La mise en œuvre légale de la convention Aeras : enjeux et perspectives

La convention Aeras (s’Assurer et Emprunter avec un Risque Aggravé de Santé) est un dispositif crucial pour faciliter l’accès au crédit des personnes présentant un risque aggravé de santé. Comment a-t-elle été mise en place, quels sont les enjeux qu’elle soulève et quelles sont les perspectives d’amélioration ?

Genèse et objectifs de la convention Aeras

La convention Aeras a été signée en 2007, en remplacement de la convention Belorgey datant de 2001. Elle résulte d’un partenariat entre les pouvoirs publics, les associations de malades et les organismes d’assurance. Son principal objectif est de permettre aux personnes présentant un risque aggravé de santé d’accéder plus facilement à l’assurance emprunteur, indispensable pour obtenir un prêt immobilier ou professionnel.

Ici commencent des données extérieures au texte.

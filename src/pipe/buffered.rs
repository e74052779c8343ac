// Buffered sink: moves an inner sink onto its own task.
//
// Writes are queued and acknowledged immediately; the caller only sees
// backpressure once the queued bytes reach the high-water mark. This is what
// lets several slow destinations do their I/O at the same time while the
// fan-out loop itself stays sequential.

use std::sync::Arc;

use async_trait::async_trait;
use bytes::Bytes;
use tokio::sync::{mpsc, oneshot, watch};
use tokio::task::JoinHandle;
use tracing::{debug, warn};

use super::Sink;
use crate::error::{PipeError, Result};

/// Default high-water mark, in queued bytes.
pub const DEFAULT_HIGH_WATER_MARK: usize = 64 * 1024;

enum Command {
    Write(Bytes),
    Finalize(oneshot::Sender<Result<()>>),
}

#[derive(Debug, Default)]
struct Progress {
    queued: usize,
    failure: Option<PipeError>,
}

/// Sink wrapper running the inner sink on a dedicated tokio task.
pub struct BufferedSink<S> {
    name: String,
    high_water_mark: usize,
    commands: mpsc::UnboundedSender<Command>,
    abort: Option<oneshot::Sender<PipeError>>,
    progress: Arc<watch::Sender<Progress>>,
    task: Option<JoinHandle<S>>,
    inner: Option<S>,
    finalized: bool,
    destroyed: Option<PipeError>,
}

impl<S> BufferedSink<S>
where
    S: Sink + 'static,
{
    /// Spawn the worker task. Must be called inside a tokio runtime.
    pub fn spawn(inner: S, high_water_mark: usize) -> Self {
        let name = inner.name().to_string();
        let (commands, rx) = mpsc::unbounded_channel();
        let (abort, abort_rx) = oneshot::channel();
        let (progress, _) = watch::channel(Progress::default());
        let progress = Arc::new(progress);

        let task = tokio::spawn(run_worker(
            inner,
            rx,
            abort_rx,
            Arc::clone(&progress),
        ));

        Self {
            name,
            high_water_mark: high_water_mark.max(1),
            commands,
            abort: Some(abort),
            progress,
            task: Some(task),
            inner: None,
            finalized: false,
            destroyed: None,
        }
    }

    /// Bytes accepted but not yet written by the inner sink.
    pub fn queued_bytes(&self) -> usize {
        self.progress.borrow().queued
    }

    /// Wait for the worker to stop and hand back the inner sink.
    ///
    /// Call after [`Sink::finalize`] or [`Sink::destroy`]; otherwise the
    /// queued data is discarded and the inner sink is destroyed first.
    pub async fn into_inner(mut self) -> Result<S> {
        if !self.finalized && self.destroyed.is_none() {
            // Closing the abort channel stops the worker.
            self.abort.take();
        }
        self.join().await?;
        self.inner
            .take()
            .ok_or_else(|| PipeError::terminated(&self.name, "worker did not return the sink"))
    }

    fn recorded_failure(&self) -> Option<PipeError> {
        self.progress.borrow().failure.clone()
    }

    fn stopped(&self, reason: &str) -> PipeError {
        PipeError::terminated(&self.name, reason)
    }

    async fn join(&mut self) -> Result<()> {
        if let Some(task) = self.task.take() {
            let inner = task
                .await
                .map_err(|e| PipeError::terminated(&self.name, format!("worker panicked: {}", e)))?;
            self.inner = Some(inner);
        }
        Ok(())
    }
}

#[async_trait]
impl<S> Sink for BufferedSink<S>
where
    S: Sink + 'static,
{
    fn name(&self) -> &str {
        &self.name
    }

    async fn write(&mut self, chunk: Bytes) -> Result<bool> {
        if self.finalized || self.destroyed.is_some() {
            return Err(self.stopped("write after close"));
        }
        if let Some(err) = self.recorded_failure() {
            return Err(err);
        }

        let len = chunk.len();
        let mut queued = 0;
        // Count before sending so the worker never decrements below zero.
        self.progress.send_modify(|p| {
            p.queued += len;
            queued = p.queued;
        });
        self.commands
            .send(Command::Write(chunk))
            .map_err(|_| self.stopped("worker stopped"))?;

        Ok(queued < self.high_water_mark)
    }

    async fn drained(&mut self) -> Result<()> {
        let high_water_mark = self.high_water_mark;
        let mut rx = self.progress.subscribe();
        let failure = {
            let progress = rx
                .wait_for(|p| p.failure.is_some() || p.queued < high_water_mark)
                .await
                .map_err(|_| self.stopped("worker stopped"))?;
            progress.failure.clone()
        };
        failure.map_or(Ok(()), Err)
    }

    async fn finalize(&mut self) -> Result<()> {
        if self.finalized {
            return Ok(());
        }
        if self.destroyed.is_some() {
            return Err(self.stopped("finalize after destroy"));
        }

        let (reply, response) = oneshot::channel();
        self.commands
            .send(Command::Finalize(reply))
            .map_err(|_| self.stopped("worker stopped"))?;
        let result = response
            .await
            .unwrap_or_else(|_| Err(self.stopped("worker stopped before finalize")));

        self.join().await?;
        self.finalized = result.is_ok();
        result
    }

    async fn destroy(&mut self, error: &PipeError) {
        if self.finalized || self.destroyed.is_some() {
            return;
        }
        self.destroyed = Some(error.clone());
        if let Some(abort) = self.abort.take() {
            let _ = abort.send(error.clone());
        }
        if let Err(err) = self.join().await {
            warn!(sink = %self.name, error = %err, "Buffered sink worker did not stop cleanly");
            return;
        }
        // The worker may have stopped on its own after a failed finalize.
        if let Some(inner) = self.inner.as_mut() {
            inner.destroy(error).await;
        }
    }

    // A recorded worker failure does not count: the next write or drain
    // must still report it to the caller.
    fn is_terminated(&self) -> bool {
        self.finalized || self.destroyed.is_some()
    }

    fn failure(&self) -> Option<PipeError> {
        self.destroyed.clone()
    }
}

enum Step {
    Abort(Option<PipeError>),
    Command(Option<Command>),
}

async fn run_worker<S: Sink>(
    mut inner: S,
    mut commands: mpsc::UnboundedReceiver<Command>,
    mut abort: oneshot::Receiver<PipeError>,
    progress: Arc<watch::Sender<Progress>>,
) -> S {
    let mut failed = false;

    loop {
        let step = tokio::select! {
            biased;
            reason = &mut abort => Step::Abort(reason.ok()),
            command = commands.recv() => Step::Command(command),
        };

        let command = match step {
            Step::Abort(reason) => {
                abort_inner(&mut inner, reason).await;
                return inner;
            }
            Step::Command(None) => return inner,
            Step::Command(Some(command)) => command,
        };

        match command {
            Command::Write(chunk) => {
                let len = chunk.len();
                if !failed {
                    // Abort preempts a write that is still in flight.
                    let outcome = tokio::select! {
                        biased;
                        reason = &mut abort => Err(reason.ok()),
                        result = deliver(&mut inner, chunk) => Ok(result),
                    };
                    match outcome {
                        Err(reason) => {
                            abort_inner(&mut inner, reason).await;
                            return inner;
                        }
                        Ok(Err(err)) => {
                            failed = true;
                            progress.send_modify(|p| {
                                p.failure.get_or_insert(err);
                            });
                        }
                        Ok(Ok(())) => {}
                    }
                }
                progress.send_modify(|p| p.queued = p.queued.saturating_sub(len));
            }
            Command::Finalize(reply) => {
                let recorded = progress.borrow().failure.clone();
                let result = match recorded {
                    Some(err) => Err(err),
                    None => inner.finalize().await,
                };
                if let Err(err) = &result {
                    let err = err.clone();
                    progress.send_modify(|p| {
                        p.failure.get_or_insert(err);
                    });
                }
                let _ = reply.send(result);
                return inner;
            }
        }
    }
}

/// A closed abort channel means the handle was dropped without finalize.
async fn abort_inner<S: Sink>(inner: &mut S, reason: Option<PipeError>) {
    let reason =
        reason.unwrap_or_else(|| PipeError::terminated(inner.name(), "buffered sink dropped"));
    debug!(sink = inner.name(), error = %reason, "Buffered sink aborted");
    inner.destroy(&reason).await;
}

async fn deliver<S: Sink>(inner: &mut S, chunk: Bytes) -> Result<()> {
    if !inner.write(chunk).await? {
        inner.drained().await?;
    }
    Ok(())
}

Afin d’atteindre cet objectif, la convention Aeras met en place plusieurs mécanismes, tels que :

  • L’amélioration du processus d’évaluation du risque médical, grâce notamment à une grille de référence commune à tous les assureurs;
  • L’extension du droit à l’oubli, permettant aux anciens malades de certains cancers ou hépatites C de ne pas déclarer leur ancienne pathologie après un certain délai;
  • La mise en place d’un dispositif spécifique pour les personnes présentant un risque très élevé, avec la possibilité de solliciter un mécanisme de mutualisation des risques financé par l’ensemble des assureurs;
  • L’amélioration de l’information des emprunteurs sur leurs droits et les dispositifs existants.
A lire également  La conciliation : une approche amiable pour résoudre les litiges

Mise en œuvre légale de la convention Aeras et contrôle de son application

La mise en œuvre légale de la convention Aeras s’appuie sur plusieurs textes :

  • Le décret n° 2007-1625, qui définit le dispositif spécifique pour les personnes présentant un risque très élevé et prévoit la création d’un comité de pilotage;
  • L’arrêté du 30 novembre 2007, qui précise les modalités d’évaluation du risque médical et les conditions d’application du droit à l’oubli;
  • Les lois Lagarde (2010), Hamon (2014) et Sapin II (2016), qui renforcent respectivement le libre choix de l’assurance emprunteur, la faculté de résiliation annuelle et l’accès à l’assurance pour les personnes présentant un risque aggravé.

Pour assurer le respect de ces dispositions légales, plusieurs instances sont chargées du contrôle de l’application de la convention Aeras :

  • Le comité de pilotage Aeras, composé de représentants des pouvoirs publics, des associations de malades et des assureurs, qui veille au bon fonctionnement du dispositif et à la réalisation de ses objectifs;
  • La Commission nationale Aeras, chargée d’examiner les réclamations individuelles et de formuler des recommandations pour améliorer le dispositif;
  • Les autorisités de contrôle du secteur des assurances (ACPR) et de la protection des données personnelles (CNIL), qui veillent notamment au respect des règles en matière d’évaluation du risque médical et de traitement des données sensibles.

Enjeux et perspectives pour l’avenir de la convention Aeras

Bien que la convention Aeras ait permis d’améliorer l’accès à l’assurance emprunteur pour les personnes présentant un risque aggravé de santé, plusieurs défis restent à relever :

  • L’information des emprunteurs sur leurs droits et les dispositifs existants demeure insuffisante, comme le montrent les résultats d’une enquête Ipsos réalisée en 2018;
  • Le délai d’instruction des demandes d’assurance peut être long, en particulier pour les personnes présentant un risque très élevé nécessitant une expertise médicale approfondie;
  • Certaines catégories de personnes, comme les seniors ou les travailleurs indépendants, rencontrent encore des difficultés d’accès à l’assurance emprunteur malgré la convention Aeras.
A lire également  Le contentieux fiscal en entreprise: comment s'y préparer et le gérer efficacement

Pour répondre à ces enjeux, plusieurs pistes d’amélioration sont actuellement à l’étude, comme :

  • La simplification du processus d’évaluation du risque médical, pour réduire les délais et faciliter l’accès à l’assurance;
  • L’extension du droit à l’oubli à d’autres pathologies ou situations à risque, en tenant compte des progrès médicaux et de l’évolution des connaissances;
  • Le renforcement de la transparence sur les critères d’évaluation du risque et les conditions d’application de la convention Aeras, notamment par une meilleure information des emprunteurs et des professionnels de santé.

En somme, la convention Aeras constitue un dispositif essentiel pour faciliter l’accès au crédit des personnes présentant un risque aggravé de santé. Toutefois, des améliorations restent nécessaires pour répondre aux défis persistants et garantir une meilleure prise en compte de ces publics dans le système d’assurance emprunteur.